A apuração dos votos
Antigamente os candidatos distribuíam cédulas com seu nome e partido para que os eleitores colocassem no envelope e depositassem na urna. Também era colocadas nas cabines de votação para uso dos eleitores. Fraudes de troca de cédulas por candidatos e cabos eleitorais eram comuns. Também era comum que um partidário retirasse as cédulas dos demais candidatos, ao entrar na cabine de votação, onde estavam disponíveis.

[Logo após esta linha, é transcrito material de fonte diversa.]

//! Image pipeline: hydrate accepted records' media off the job's critical path.
//!
//! Each image reference gets its own bounded retry budget. Failures degrade
//! the record (its original reference is kept) but never reject it.

use std::sync::Arc;

use tokio::sync::{Mutex, Semaphore};
use tokio_util::task::TaskTracker;

use crate::config::ImageConfig;
use crate::error::AppError;
use crate::job::JobHandle;
use crate::models::{ImageStatus, ProductRecord};
use crate::reporter::{JobEvent, JobReporter};
use crate::traits::{ImageFetcher, ImageStore, ProductStore};

#[derive(Clone)]
pub struct ImagePipeline<F, I, S>
where
    F: ImageFetcher,
    I: ImageStore,
    S: ProductStore,
{
    fetcher: F,
    images: I,
    products: S,
    config: ImageConfig,
    permits: Arc<Semaphore>,
    tasks: TaskTracker,
    /// Held across close/wait/reopen so concurrent drains cannot reopen the
    /// tracker under another drain's wait.
    draining: Arc<Mutex<()>>,
    reporter: Arc<dyn JobReporter>,
}

impl<F, I, S> ImagePipeline<F, I, S>
where
    F: ImageFetcher,
    I: ImageStore,
    S: ProductStore,
{
    pub fn new(
        fetcher: F,
        images: I,
        products: S,
        config: ImageConfig,
        reporter: Arc<dyn JobReporter>,
    ) -> Self {
        let permits = Arc::new(Semaphore::new(config.concurrency.max(1)));
        Self {
            fetcher,
            images,
            products,
            config,
            permits,
            tasks: TaskTracker::new(),
            draining: Arc::new(Mutex::new(())),
            reporter,
        }
    }

    pub fn enabled(&self) -> bool {
        self.config.enabled
    }

    /// Hydrate `record` in the background and write the result back into
    /// the owning job and the product store.
    pub fn spawn(&self, job: Arc<JobHandle>, record: ProductRecord) {
        let pipeline = self.clone();
        self.tasks.spawn(async move {
            pipeline.hydrate(job, record).await;
        });
    }

    /// Number of hydration tasks still running.
    pub fn pending(&self) -> usize {
        self.tasks.len()
    }

    /// Wait for every spawned hydration task to finish.
    pub async fn drain(&self) {
        let _guard = self.draining.lock().await;
        self.tasks.close();
        self.tasks.wait().await;
        self.tasks.reopen();
    }

    async fn hydrate(&self, job: Arc<JobHandle>, record: ProductRecord) {
        let mut stored = 0;
        let mut failed = 0;
        let mut locations = Vec::with_capacity(record.images.len());

        for url in &record.images {
            match self.hydrate_one(url).await {
                Ok(location) => {
                    stored += 1;
                    locations.push(location);
                }
                Err(e) => {
                    failed += 1;
                    tracing::warn!(fingerprint = %record.fingerprint, %url, error = %e, "Image hydration failed");
                    locations.push(url.clone());
                }
            }
        }

        let job_id = job.read(|j| j.id);
        let updated = job.write(|j| {
            j.update_images(
                &record.fingerprint,
                locations,
                ImageStatus::Hydrated { stored, failed },
            )
        });
        self.reporter.report(JobEvent::ImagesHydrated {
            job_id,
            fingerprint: &record.fingerprint,
            stored,
            failed,
        });

        if let Some(updated) = updated
            && let Err(e) = self.products.upsert(&updated).await
        {
            tracing::warn!(fingerprint = %updated.fingerprint, error = %e, "Failed to persist hydrated record");
        }
    }

    async fn hydrate_one(&self, url: &str) -> Result<String, AppError> {
        let mut attempt = 0;
        loop {
            attempt += 1;
            match self.fetch_and_store(url).await {
                Ok(location) => return Ok(location),
                Err(e) if e.is_retryable() && attempt <= self.config.max_retries => {
                    tracing::debug!(%url, %attempt, error = %e, "Retrying image");
                    tokio::time::sleep(self.config.retry_backoff * attempt).await;
                }
                Err(e) => return Err(e),
            }
        }
    }

    async fn fetch_and_store(&self, url: &str) -> Result<String, AppError> {
        let _permit = self
            .permits
            .acquire()
            .await
            .map_err(|_| AppError::Generic("image pipeline closed".into()))?;
        let image = self.fetcher.fetch_image(url).await?;
        if image.bytes.len() > self.config.max_bytes {
            return Err(AppError::ImageError(format!(
                "{url} is {} bytes, limit is {}",
                image.bytes.len(),
                self.config.max_bytes
            )));
        }
        self.images.store(image, self.config.max_dimension).await
    }
}
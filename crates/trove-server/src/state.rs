use std::sync::Arc;

use trove_core::error::AppError;
use trove_core::identity::IdentityStats;
use trove_core::job::{JobCounts, JobSnapshot, JobState, JobSummary};
use trove_core::manager::JobManager;
use trove_core::rate::RateStats;
use trove_core::request::ScrapeRequest;
use trove_core::traits::{ImageFetcher, ImageStore, ProductStore, SourceAdapter};
use trove_db::ProductRepository;
use uuid::Uuid;

/// The job operations the HTTP layer needs, independent of which adapters
/// and stores the engine was built with.
pub trait JobControl: Send + Sync {
    fn start(&self, request: ScrapeRequest) -> Result<Uuid, AppError>;
    fn status(&self, id: Uuid) -> Result<JobSnapshot, AppError>;
    fn cancel(&self, id: Uuid) -> Result<JobState, AppError>;
    fn list(&self, state: Option<JobState>, limit: usize) -> Vec<JobSummary>;
    fn counts(&self) -> JobCounts;
    fn identity_stats(&self) -> Vec<IdentityStats>;
    fn rate_stats(&self) -> Vec<RateStats>;
    fn sources(&self) -> Vec<String>;
    fn pending_images(&self) -> usize;
    fn usable_identities(&self) -> usize;
}

impl<A, S, F, I> JobControl for JobManager<A, S, F, I>
where
    A: SourceAdapter,
    S: ProductStore,
    F: ImageFetcher,
    I: ImageStore,
{
    fn start(&self, request: ScrapeRequest) -> Result<Uuid, AppError> {
        JobManager::start(self, request)
    }

    fn status(&self, id: Uuid) -> Result<JobSnapshot, AppError> {
        JobManager::status(self, id)
    }

    fn cancel(&self, id: Uuid) -> Result<JobState, AppError> {
        JobManager::cancel(self, id)
    }

    fn list(&self, state: Option<JobState>, limit: usize) -> Vec<JobSummary> {
        JobManager::list(self, state, limit)
    }

    fn counts(&self) -> JobCounts {
        JobManager::counts(self)
    }

    fn identity_stats(&self) -> Vec<IdentityStats> {
        JobManager::identity_stats(self)
    }

    fn rate_stats(&self) -> Vec<RateStats> {
        JobManager::rate_stats(self)
    }

    fn sources(&self) -> Vec<String> {
        JobManager::sources(self)
    }

    fn pending_images(&self) -> usize {
        JobManager::pending_images(self)
    }

    fn usable_identities(&self) -> usize {
        JobManager::usable_identities(self)
    }
}

/// Shared application state, available to handlers via `State<Arc<AppState>>`.
pub struct AppState {
    pub jobs: Arc<dyn JobControl>,
    /// `None` when the server runs without a database.
    pub products: Option<ProductRepository>,
    pub api_key: String,
}
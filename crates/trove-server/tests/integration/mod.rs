mod api_tests;
pub mod common;
mod product_tests;
use std::collections::BTreeMap;

use chrono::{Duration, Utc};
use trove_core::models::{ImageStatus, Price, ProductRecord};
use trove_core::traits::ProductStore;
use trove_db::{ProductQuery, ProductRepository, ProductSort};

use crate::integration::common::setup_test_db;

fn record(fingerprint: &str, title: &str, amount: f64, source: &str, age_minutes: i64) -> ProductRecord {
    ProductRecord {
        fingerprint: fingerprint.repeat(64 / fingerprint.len()),
        title: title.into(),
        price: Price {
            amount,
            currency: "USD".into(),
        },
        source: source.into(),
        url: Some(format!("https://{source}.test/{fingerprint}")),
        category: Some("Rings".into()),
        condition: Some("New".into()),
        specifications: BTreeMap::from([("metal".to_string(), "gold".to_string())]),
        images: vec![format!("https://img.test/{fingerprint}.jpg")],
        image_status: ImageStatus::Pending,
        captured_at: Utc::now() - Duration::minutes(age_minutes),
    }
}

#[tokio::test]
async fn upsert_and_get_round_trip() {
    let (pool, _container) = setup_test_db().await;
    let repo = ProductRepository::new(pool);

    let product = record("a", "14k Gold Ring", 199.99, "shop", 0);
    repo.upsert(&product).await.unwrap();

    let stored = repo
        .get(&product.fingerprint)
        .await
        .unwrap()
        .expect("Should find the product");
    assert_eq!(stored.title, "14k Gold Ring");
    assert_eq!(stored.price, product.price);
    assert_eq!(stored.specifications, product.specifications);
    assert_eq!(stored.image_status, ImageStatus::Pending);
}

#[tokio::test]
async fn upsert_refreshes_images_of_existing_fingerprint() {
    let (pool, _container) = setup_test_db().await;
    let repo = ProductRepository::new(pool);

    let mut product = record("b", "Silver Chain", 45.0, "shop", 0);
    repo.upsert(&product).await.unwrap();

    product.images = vec!["data/images/ab/abcd.jpg".into()];
    product.image_status = ImageStatus::Hydrated { stored: 1, failed: 0 };
    repo.upsert(&product).await.unwrap();

    let stored = repo.get(&product.fingerprint).await.unwrap().unwrap();
    assert_eq!(stored.images, vec!["data/images/ab/abcd.jpg"]);
    assert_eq!(stored.image_status, ImageStatus::Hydrated { stored: 1, failed: 0 });

    let page = repo.list(&ProductQuery { limit: 10, ..Default::default() }).await.unwrap();
    assert_eq!(page.total, 1);
}

#[tokio::test]
async fn exists_by_fingerprint_via_trait() {
    let (pool, _container) = setup_test_db().await;
    let repo = ProductRepository::new(pool);
    let product = record("c", "Pearl Earrings", 80.0, "shop", 0);

    assert!(!ProductStore::exists_by_fingerprint(&repo, &product.fingerprint).await.unwrap());
    ProductStore::upsert(&repo, &product).await.unwrap();
    assert!(ProductStore::exists_by_fingerprint(&repo, &product.fingerprint).await.unwrap());
}

#[tokio::test]
async fn list_filters_sorts_and_paginates() {
    let (pool, _container) = setup_test_db().await;
    let repo = ProductRepository::new(pool);

    repo.upsert(&record("d", "Gold Ring", 300.0, "alpha", 3)).await.unwrap();
    repo.upsert(&record("e", "Gold Necklace", 150.0, "alpha", 2)).await.unwrap();
    repo.upsert(&record("f", "Silver Ring", 50.0, "beta", 1)).await.unwrap();

    let newest = repo.list(&ProductQuery { limit: 10, ..Default::default() }).await.unwrap();
    let titles: Vec<_> = newest.products.iter().map(|p| p.title.as_str()).collect();
    assert_eq!(titles, vec!["Silver Ring", "Gold Necklace", "Gold Ring"]);

    let alpha = repo
        .list(&ProductQuery {
            source: Some("ALPHA".into()),
            sort: ProductSort::PriceAsc,
            limit: 10,
            ..Default::default()
        })
        .await
        .unwrap();
    assert_eq!(alpha.total, 2);
    assert_eq!(alpha.products[0].title, "Gold Necklace");

    let rings = repo
        .list(&ProductQuery {
            search: Some("ring".into()),
            max_price: Some(100.0),
            limit: 10,
            ..Default::default()
        })
        .await
        .unwrap();
    assert_eq!(rings.total, 1);
    assert_eq!(rings.products[0].title, "Silver Ring");

    let second_page = repo
        .list(&ProductQuery {
            sort: ProductSort::PriceDesc,
            limit: 1,
            offset: 1,
            ..Default::default()
        })
        .await
        .unwrap();
    assert_eq!(second_page.total, 3);
    assert_eq!(second_page.products.len(), 1);
    assert_eq!(second_page.products[0].title, "Gold Necklace");
}

#[tokio::test]
async fn list_rejects_inverted_price_bounds() {
    let (pool, _container) = setup_test_db().await;
    let repo = ProductRepository::new(pool);

    let err = repo
        .list(&ProductQuery {
            min_price: Some(10.0),
            max_price: Some(5.0),
            limit: 10,
            ..Default::default()
        })
        .await
        .unwrap_err();
    assert!(err.to_string().contains("min_price"));
}

#[tokio::test]
async fn health_check_succeeds() {
    let (pool, _container) = setup_test_db().await;
    ProductRepository::new(pool).health_check().await.unwrap();
}

#[tokio::test]
async fn delete_removes_only_listed_products() {
    let (pool, _container) = setup_test_db().await;
    let repo = ProductRepository::new(pool);

    let keep = record("k", "Gold Ring", 120.0, "shop", 0);
    let drop_a = record("d", "Silver Ring", 80.0, "shop", 0);
    let drop_b = record("e", "Opal Ring", 60.0, "shop", 0);
    for product in [&keep, &drop_a, &drop_b] {
        repo.upsert(product).await.unwrap();
    }

    let deleted = repo
        .delete(&[
            drop_a.fingerprint.clone(),
            drop_b.fingerprint.clone(),
            "f".repeat(64),
        ])
        .await
        .unwrap();
    assert_eq!(deleted, 2);
    assert!(repo.get(&drop_a.fingerprint).await.unwrap().is_none());
    assert!(repo.exists_by_fingerprint(&keep.fingerprint).await.unwrap());

    assert_eq!(repo.delete(&[]).await.unwrap(), 0);
}
pub mod config;
pub mod error;
pub mod fetch;
pub mod identity;
pub mod image;
pub mod job;
pub mod manager;
pub mod models;
pub mod pipeline;
pub mod rate;
pub mod reporter;
pub mod request;
pub mod scheduler;
pub mod traits;

#[cfg(any(test, feature = "testutil"))]
pub mod testutil;

pub use config::EngineConfig;
pub use error::{AppError, FetchError};
pub use identity::{IdentityRotator, IdentityStats, IdentityTicket};
pub use job::{JobCounts, JobSnapshot, JobState, JobSummary};
pub use manager::JobManager;
pub use models::{ImageStatus, Price, ProductRecord, RawCandidate, RawPage, UnitOfWork, compute_hash};
pub use rate::{RateController, RateStats};
pub use reporter::{JobEvent, JobReporter, TracingJobReporter};
pub use request::{ScrapeRequest, SearchFilters, SortOrder};
pub use traits::{
    FetchedImage, ImageFetcher, ImageStore, NullStore, ProductStore, SourceAdapter, SourceRegistry,
};
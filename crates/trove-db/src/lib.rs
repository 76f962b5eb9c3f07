pub mod config;
pub mod database;
pub mod product_repository;

pub use config::DatabaseConfig;
pub use database::Database;
pub use product_repository::{ProductPage, ProductQuery, ProductRepository, ProductSort};
use utoipa::OpenApi;

#[derive(OpenApi)]
#[openapi(
    info(
        title = "Trove API",
        version = "0.1.0",
        description = "Start, poll and cancel product scrape jobs, and browse stored products."
    ),
    paths(
        crate::routes::create_job,
        crate::routes::list_jobs,
        crate::routes::get_job,
        crate::routes::cancel_job,
        crate::routes::list_products,
        crate::routes::delete_products,
        crate::routes::system_status,
        crate::routes::health,
    ),
    components(schemas(
        crate::dto::FiltersBody,
        crate::dto::CreateJobRequest,
        crate::dto::CreateJobResponse,
        crate::dto::JobSummaryResponse,
        crate::dto::JobStatusResponse,
        crate::dto::JobListResponse,
        crate::dto::CancelJobResponse,
        crate::dto::ProductResponse,
        crate::dto::ProductListResponse,
        crate::dto::DeleteProductsRequest,
        crate::dto::DeleteProductsResponse,
        crate::dto::JobCountsResponse,
        crate::dto::IdentityResponse,
        crate::dto::SourceRateResponse,
        crate::dto::SystemStatusResponse,
        crate::dto::HealthResponse,
        crate::dto::ErrorResponse,
    )),
    tags(
        (name = "jobs", description = "Scrape job lifecycle"),
        (name = "products", description = "Stored product records"),
        (name = "system", description = "Health and engine status"),
    ),
    modifiers(&SecurityAddon)
)]
pub struct ApiDoc;

/// Registers the bearer-token security scheme.
struct SecurityAddon;

impl utoipa::Modify for SecurityAddon {
    fn modify(&self, openapi: &mut utoipa::openapi::OpenApi) {
        if let Some(components) = openapi.components.as_mut() {
            components.add_security_scheme(
                "bearer",
                utoipa::openapi::security::SecurityScheme::Http(
                    utoipa::openapi::security::HttpBuilder::new()
                        .scheme(utoipa::openapi::security::HttpAuthScheme::Bearer)
                        .bearer_format("token")
                        .description(Some("API key, set via TROVE_SERVER_API_KEY."))
                        .build(),
                ),
            );
        }
    }
}
use std::collections::BTreeMap;
use std::sync::Arc;

use chrono::{DateTime, Utc};
use serde::{Deserialize, Serialize};
use sha2::{Digest, Sha256};
use uuid::Uuid;

use crate::request::ScrapeRequest;

/// A monetary amount with its ISO 4217 currency code.
#[derive(Debug, Clone, PartialEq, Serialize, Deserialize)]
pub struct Price {
    pub amount: f64,
    pub currency: String,
}

/// Unparsed listing as produced by a source adapter's `parse` step.
///
/// Every field is optional; the record pipeline decides what is acceptable.
#[derive(Debug, Clone, Default, PartialEq, Serialize, Deserialize)]
pub struct RawCandidate {
    pub title: Option<String>,
    /// Price text as shown on the page, e.g. `"$1,299.99"`.
    pub price: Option<String>,
    /// Explicit currency when the page gives one separately from the price.
    pub currency: Option<String>,
    pub url: Option<String>,
    pub category: Option<String>,
    pub condition: Option<String>,
    pub specifications: Vec<(String, String)>,
    pub images: Vec<String>,
}

/// Raw page data returned by a source adapter's `fetch` step.
#[derive(Debug, Clone)]
pub struct RawPage {
    pub url: String,
    pub status: u16,
    pub body: String,
}

/// Progress of media hydration for an accepted record.
#[derive(Debug, Clone, PartialEq, Eq, Serialize, Deserialize)]
#[serde(tag = "state", rename_all = "lowercase")]
pub enum ImageStatus {
    /// Waiting for (or undergoing) hydration.
    Pending,
    /// Hydration finished; `images` now holds stored locations where it could.
    Hydrated { stored: usize, failed: usize },
    /// Image hydration is disabled.
    Skipped,
}

/// The unit of output: one validated, deduplicated product listing.
///
/// Immutable once accepted into a job, except that the image pipeline
/// reassigns `images` (and `image_status`) exactly once.
#[derive(Debug, Clone, PartialEq, Serialize, Deserialize)]
pub struct ProductRecord {
    pub fingerprint: String,
    pub title: String,
    pub price: Price,
    pub source: String,
    pub url: Option<String>,
    pub category: Option<String>,
    pub condition: Option<String>,
    pub specifications: BTreeMap<String, String>,
    pub images: Vec<String>,
    pub image_status: ImageStatus,
    pub captured_at: DateTime<Utc>,
}

/// One page of a job's search space, assigned to a fetch worker.
#[derive(Debug, Clone)]
pub struct UnitOfWork {
    pub job_id: Uuid,
    /// Dispatch order within the job (0-based).
    pub sequence: usize,
    /// 1-based result page requested from the source.
    pub page: u32,
    /// Number of candidates wanted from this page.
    pub limit: u32,
    pub request: Arc<ScrapeRequest>,
    pub block_retries: u32,
    pub transient_retries: u32,
}

impl UnitOfWork {
    pub fn source(&self) -> &str {
        &self.request.source
    }

    pub fn attempts(&self) -> u32 {
        1 + self.block_retries + self.transient_retries
    }
}

/// Compute a SHA-256 hash of a string, returned as 64-char hex.
pub fn compute_hash(content: &str) -> String {
    let mut hasher = Sha256::new();
    hasher.update(content.as_bytes());
    format!("{:x}", hasher.finalize())
}

/// Stable content fingerprint over normalised title, price and source.
pub fn compute_fingerprint(title: &str, amount: f64, source: &str) -> String {
    let key = format!(
        "{}|{:.2}|{}",
        normalize_text(title).to_lowercase(),
        amount,
        source.trim().to_lowercase()
    );
    compute_hash(&key)
}

/// Collapse runs of whitespace and trim.
pub fn normalize_text(text: &str) -> String {
    text.split_whitespace().collect::<Vec<_>>().join(" ")
}

const CURRENCY_SYMBOLS: &[(char, &str)] = &[
    ('$', "USD"),
    ('€', "EUR"),
    ('£', "GBP"),
    ('¥', "JPY"),
    ('₹', "INR"),
];

/// ISO 4217 codes recognised when written out in price text.
const CURRENCY_CODES: &[&str] = &[
    "AED", "ARS", "AUD", "BGN", "BRL", "CAD", "CHF", "CLP", "CNY", "COP", "CZK", "DKK", "EGP",
    "EUR", "GBP", "HKD", "HUF", "IDR", "ILS", "INR", "ISK", "JPY", "KRW", "MXN", "MYR", "NGN",
    "NOK", "NZD", "PEN", "PHP", "PKR", "PLN", "RON", "RUB", "SAR", "SEK", "SGD", "THB", "TRY",
    "TWD", "UAH", "USD", "VND", "ZAR",
];

/// Parse a price as displayed on a listing page.
///
/// Accepts currency symbols or 3-letter codes anywhere in the text, and both
/// `1,299.99` and `1.299,99` digit grouping. Only the first number is used,
/// so ranges such as `"$10 - $20"` yield the lower bound. The amount may be
/// negative; callers decide whether that is acceptable.
pub fn parse_price(raw: &str, fallback_currency: Option<&str>) -> Option<Price> {
    let raw = raw.trim();
    if raw.is_empty() {
        return None;
    }

    let amount = parse_amount(raw)?;
    let currency = detect_currency(raw)
        .or_else(|| fallback_currency.and_then(currency_code))
        .unwrap_or_else(|| "USD".to_string());

    Some(Price {
        amount: (amount * 100.0).round() / 100.0,
        currency,
    })
}

fn detect_currency(raw: &str) -> Option<String> {
    if let Some((_, code)) = CURRENCY_SYMBOLS.iter().find(|(sym, _)| raw.contains(*sym)) {
        return Some((*code).to_string());
    }
    raw.split(|c: char| !c.is_ascii_alphabetic())
        .find(|token| CURRENCY_CODES.contains(token))
        .map(str::to_string)
}

/// A declared currency such as JSON-LD `priceCurrency`: three ASCII letters.
fn currency_code(declared: &str) -> Option<String> {
    let code = declared.trim();
    (code.len() == 3 && code.chars().all(|c| c.is_ascii_alphabetic()))
        .then(|| code.to_ascii_uppercase())
}

fn parse_amount(raw: &str) -> Option<f64> {
    let start = raw.find(|c: char| c.is_ascii_digit())?;
    let negative = raw[..start].trim_end().ends_with('-')
        || raw[..start].trim_start().starts_with('-');

    let number: String = raw[start..]
        .chars()
        .take_while(|c| c.is_ascii_digit() || *c == ',' || *c == '.')
        .collect();
    let number = number.trim_end_matches([',', '.']);

    let last_comma = number.rfind(',');
    let last_dot = number.rfind('.');
    let normalized = match (last_comma, last_dot) {
        (Some(c), Some(d)) if c > d => number.replace('.', "").replace(',', "."),
        (Some(_), Some(_)) => number.replace(',', ""),
        (Some(c), None) => {
            let decimals = number.len() - c - 1;
            if number.matches(',').count() == 1 && (1..=2).contains(&decimals) {
                number.replace(',', ".")
            } else {
                number.replace(',', "")
            }
        }
        (None, Some(_)) if number.matches('.').count() > 1 => number.replace('.', ""),
        _ => number.to_string(),
    };

    let value: f64 = normalized.parse().ok()?;
    Some(if negative { -value } else { value })
}
//! Fetch worker: one fetch-and-parse attempt loop for a single unit.

use std::time::Duration;

use tokio_util::sync::CancellationToken;

use crate::config::RetryPolicy;
use crate::error::{AppError, FetchError};
use crate::identity::{IdentityRotator, IdentityTicket, Outcome};
use crate::models::{RawCandidate, UnitOfWork};
use crate::rate::RateController;
use crate::traits::SourceAdapter;

/// How an attempt's error is handled.
enum Disposition {
    Block,
    Transient,
    Fatal,
}

fn classify(error: &AppError) -> Disposition {
    if error.is_block_signal() {
        Disposition::Block
    } else if error.is_retryable() || matches!(error, AppError::ParseError(_)) {
        Disposition::Transient
    } else {
        Disposition::Fatal
    }
}

/// Executes units of work against one source adapter.
///
/// Retries are local to the unit: an exhausted unit reports a terminal
/// [`FetchError`] and never blocks other units.
#[derive(Clone)]
pub struct FetchWorker<A: SourceAdapter> {
    adapter: A,
    rate: RateController,
    identities: IdentityRotator,
    policy: RetryPolicy,
}

impl<A: SourceAdapter> FetchWorker<A> {
    pub fn new(
        adapter: A,
        rate: RateController,
        identities: IdentityRotator,
        policy: RetryPolicy,
    ) -> Self {
        Self {
            adapter,
            rate,
            identities,
            policy,
        }
    }

    /// Run attempts for `unit` until it yields candidates or its retry
    /// budget is spent. Retry counters on `unit` are updated in place.
    pub async fn execute(
        &self,
        unit: &mut UnitOfWork,
        cancel: &CancellationToken,
    ) -> Result<Vec<RawCandidate>, FetchError> {
        let source = unit.source().to_string();

        loop {
            if !self.rate.wait(&source, cancel).await {
                return Err(FetchError::Cancelled);
            }

            let lease = loop {
                match self.identities.checkout_wait(cancel).await {
                    Ok(Some(lease)) => break lease,
                    Ok(None) => return Err(FetchError::Cancelled),
                    Err(AppError::PoolExhausted) => {
                        tracing::debug!(job_id = %unit.job_id, sequence = unit.sequence, "Still waiting for a free identity");
                    }
                    Err(AppError::NoUsableIdentities) => return Err(FetchError::NoIdentities),
                    Err(e) => return Err(FetchError::Fatal(e.to_string())),
                }
            };

            if cancel.is_cancelled() {
                return Err(FetchError::Cancelled);
            }

            let error = match self.attempt(unit, lease.ticket()).await {
                Ok(candidates) => {
                    tracing::debug!(
                        job_id = %unit.job_id,
                        sequence = unit.sequence,
                        identity = lease.ticket().id,
                        candidates = candidates.len(),
                        "Attempt succeeded"
                    );
                    lease.release(Outcome::Success);
                    self.rate.record(&source, true);
                    return Ok(candidates);
                }
                Err(e) => e,
            };

            let identity = lease.ticket().id;
            let delay = match classify(&error) {
                Disposition::Block => {
                    lease.release(Outcome::Blocked);
                    self.rate.record(&source, false);
                    tracing::warn!(
                        job_id = %unit.job_id,
                        sequence = unit.sequence,
                        %identity,
                        %error,
                        "Block signal"
                    );
                    if unit.block_retries >= self.policy.max_block_retries {
                        return Err(FetchError::Blocked {
                            attempts: unit.attempts(),
                        });
                    }
                    unit.block_retries += 1;
                    self.policy.block_delay()
                }
                Disposition::Transient => {
                    lease.release(Outcome::Failed);
                    self.rate.record(&source, false);
                    tracing::debug!(
                        job_id = %unit.job_id,
                        sequence = unit.sequence,
                        %identity,
                        %error,
                        "Transient failure"
                    );
                    if unit.transient_retries >= self.policy.max_transient_retries {
                        return Err(FetchError::Transient {
                            attempts: unit.attempts(),
                            message: error.to_string(),
                        });
                    }
                    unit.transient_retries += 1;
                    self.policy.transient_delay(unit.transient_retries)
                }
                Disposition::Fatal => {
                    // Not the identity's fault: hand it back unchanged.
                    drop(lease);
                    return Err(FetchError::Fatal(error.to_string()));
                }
            };

            if !sleep_or_cancel(delay, cancel).await {
                return Err(FetchError::Cancelled);
            }
        }
    }

    async fn attempt(
        &self,
        unit: &UnitOfWork,
        identity: &IdentityTicket,
    ) -> Result<Vec<RawCandidate>, AppError> {
        let page = self.adapter.fetch(unit, identity).await?;
        self.adapter.parse(&page)
    }
}

async fn sleep_or_cancel(delay: Duration, cancel: &CancellationToken) -> bool {
    if delay.is_zero() {
        return !cancel.is_cancelled();
    }
    tokio::select! {
        () = tokio::time::sleep(delay) => true,
        () = cancel.cancelled() => false,
    }
}
pub mod adapter;
pub mod guard;
pub mod images;
pub mod parser;
pub mod source;

pub use adapter::{HttpSourceAdapter, registry_from};
pub use images::{FsImageStore, HttpImageFetcher};
pub use source::{FilterParams, SourceConfig, load_sources};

A apuração e a contagem era feita manualmente e pela metade do dia o salão do clube, normalmente requisitado pelo Juiz, era um mar de envelopes espalhados pelo chão. Se uma cédula, ou “chapa” como era conhecida no interior, caísse ali, seria difícil achá-la.
Depois surgiu a “cédula única” que democratizou o processo de votação. O eleitor desvinculou-se do cabo eleitoral e passou ele próprio a escrever na cédula o número, nome ou partido de seu candidato. Na cabine indevassável era livre para votar em quem quisesse. Havia espaço para assinalar o nome dos candidatos da eleição majoritária e os candidatos a deputado deveriam ter seu nome ou número escritos pelo eleitor no local próprio.
Só quem trabalhou em apuração sabe o que tudo pode surgir. Decifrar nomes e números escritos por pessoas idosas ou quase analfabetas é tarefa difícil. Só o prenome podia identificar ou não o candidato, se não houvesse outro do mesmo ou de outro partido, o que anularia o voto. Era comum escrever o número do deputado em qualquer lugar da cédula, às vezes dentro do quadrilátero do governador, ou inverter o local da cédula do deputado estadual com o federal.
Eu adotava a orientação de aproveitar os votos o máximo possível. Se o número estava ilegível, mas era possível identificar os dois primeiros algarismos, lançava o voto para a legenda do partido. Se o número do candidato foi lançado na cédula pelo eleitor, independente do lugar onde estivesse, considerava o voto válido e anotava para o candidato. Da mesma forma se os locais estivesse invertidos. Se havia dois Antonio no partido e em nenhum outro, contava o voto para a legenda desse partido. Se o número estivesse lançado no quadrilátero do governador ou senador, contava o voto para o deputado e para esse governador pois indicativo da vontade do eleitor.
A incoincidência do partido, do nome e do número do candidato, na época prevalecia o primeiro, nessa ordem, o que gerava muita reclamação. Numa eleição na Capital um candidato a deputado era o mais votado numa Zona Eleitoral e acabou não sendo eleito. Indignado via os votos com seu nome sendo contados para a legenda de outro partido. Fazia duzentos votos em uma urna e eram reduzidos para cinquenta. Soube-se que aquele partido havia feito uma campanha sórdida, apoiando o eleitor que já tinha o candidato de sua preferência, mas pedia que desse um “forcinha” para o partido, pois não lhe custaria nada. Assim o eleitor desavisado lançava o nome de seu candidato e a sigla desse outro partido.
Como não consegues controlar tudo, cabia aos fiscais de partido trazer para a Junta Eleitoral seus recursos. Não havia necessidade de discutir, mas apenas dizer “impugno” a decisão de validar ou anular. Trazia muita insegurança ao Juiz ver um escrutinador reclamar de cada voto dado a candidato “de fora da cidade”.
A contagem dos votos para cada cargo era feita manualmente. Por mais que se cuidasse não era difícil que alguém de má-fé colocasse o montinho de um sob o do outro candidato ao “cantar“ o número de votos para o secretário lançar no boletim. Também poderia ocorrer erro. Em uma comarca me relataram que uma candidata a vereadora não tinha sido eleita porque o Secretário errou a linha ao lançar os seis votos de uma das secções no boletim e o juiz recusou-se a reabrir a urna. Pois nessa mesma comarca, ao ser informado pelo Secretário Geral, da incongruência do boletim de urna, que não “fechava a soma”, reuni a Junta, chamei todos os delegados de partido e o Promotor Eleitoral e reabri a urna, corrigindo e expedindo novo boletim.
Na primeira eleição após a redemocratização, a Lei nº 7.015/82 determinou que os eleitores deveriam votar em candidatos do mesmo partido para todos os cargos, sob pena de nulidade do voto. Doía na alma do escrutinador verificar claramente todos os votos para os cargos em disputa (governador, senador, deputados federal e estadual, prefeito e vereador) e ter que anular todos os votos porque no último o eleitor quis prestigiar seu vizinho, candidato a vereador, mas de outro partido. E ainda havia o artificio da sublegenda, em que três candidatos fracos somavam seus votos para derrotar o preferido do eleitorado.